The brain drain will culminate in the same laughably inept government efforts that to this day plague even rote agencies like the IRS and department of state. Cavalcades of wide-assed middle-aged cubicle swine having spent a decade or more being beated into submission by arcane bureaucratic edicts will supplicate their long chains of equally wide-assed leadership … until it is sunset by the next leadership bureaucrat to take the form of a department head.

And Phil can’t help but agree:

 [It’s] clear that the disruption was nothing more than a shakedown. For that to avoid having been for nothing, there needs to be a follow up that goes well beyond. … The disruption might have been only for the coming election, which makes it sound like the US Cyber Command will forget to finish.

Troubling that news has broken well before the operation ought to have concluded. Now the crooks will be regrouping and weeding out the weaker points of their operations.

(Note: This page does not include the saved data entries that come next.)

//! Driving port for account sign-up and profile edits.

use async_trait::async_trait;

use crate::domain::{Error, PasswordChange, ProfileChanges, Registration, User, UserId};

#[cfg_attr(test, mockall::automock)]
#[async_trait]
pub trait UserAccountCommand: Send + Sync {
    /// Create an account. Taken usernames or emails are a conflict.
    async fn register(&self, registration: Registration) -> Result<User, Error>;

    /// Apply a partial profile update for `user_id`.
    async fn update_profile(&self, user_id: UserId, changes: ProfileChanges) -> Result<User, Error>;

    /// Replace the password of `user_id` after checking the current one.
    /// A wrong current password is unauthorised.
    async fn change_password(&self, user_id: UserId, change: PasswordChange) -> Result<(), Error>;
}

But Look Ahead WA is encouraged:

 Wow, this is encouraging. Wouldn’t it be cool if the US government took more persistent action to protect individuals and the private sector from foreign hackers stealing and destroying lives and businesses? It seems to most of us that this has simply been accepted as a fact of life, like deaths and taxes.

Ironically, Troglodytes troglodytes indigenus actually blames Microsoft for the botnet’s spread:

 But it isn’t really news that a Government couldn’t find its *** with both hands tied behind its back. [We block connections] from IPs/ASNs in a GeoIP-based blocklist and those with a high weighted DNSBL score. Our DNSBL scoring system uses a dozen or more DNSBLs (like the excellent Spamhaus) to produce a score ranging from 0 up to a usual maximum at the moment of about 15. … It’s very effective.

Lately there’s been quite a lot from Microsoft’s AS8075 (protection.outlook.com addresses) which historically has been unusual (about a thousand in the year to 1st September, well over a thousand in the past month alone) and I think it shows that if we’re talking about Emotet, Microsoft systems are the main problem.

Meanwhile, this slightly sarcastic Anonymous Coward loves an unfair stereotype:

 ”Russian-speaking cybercriminals”? … Now that should narrow down the list to about a dozen suspects.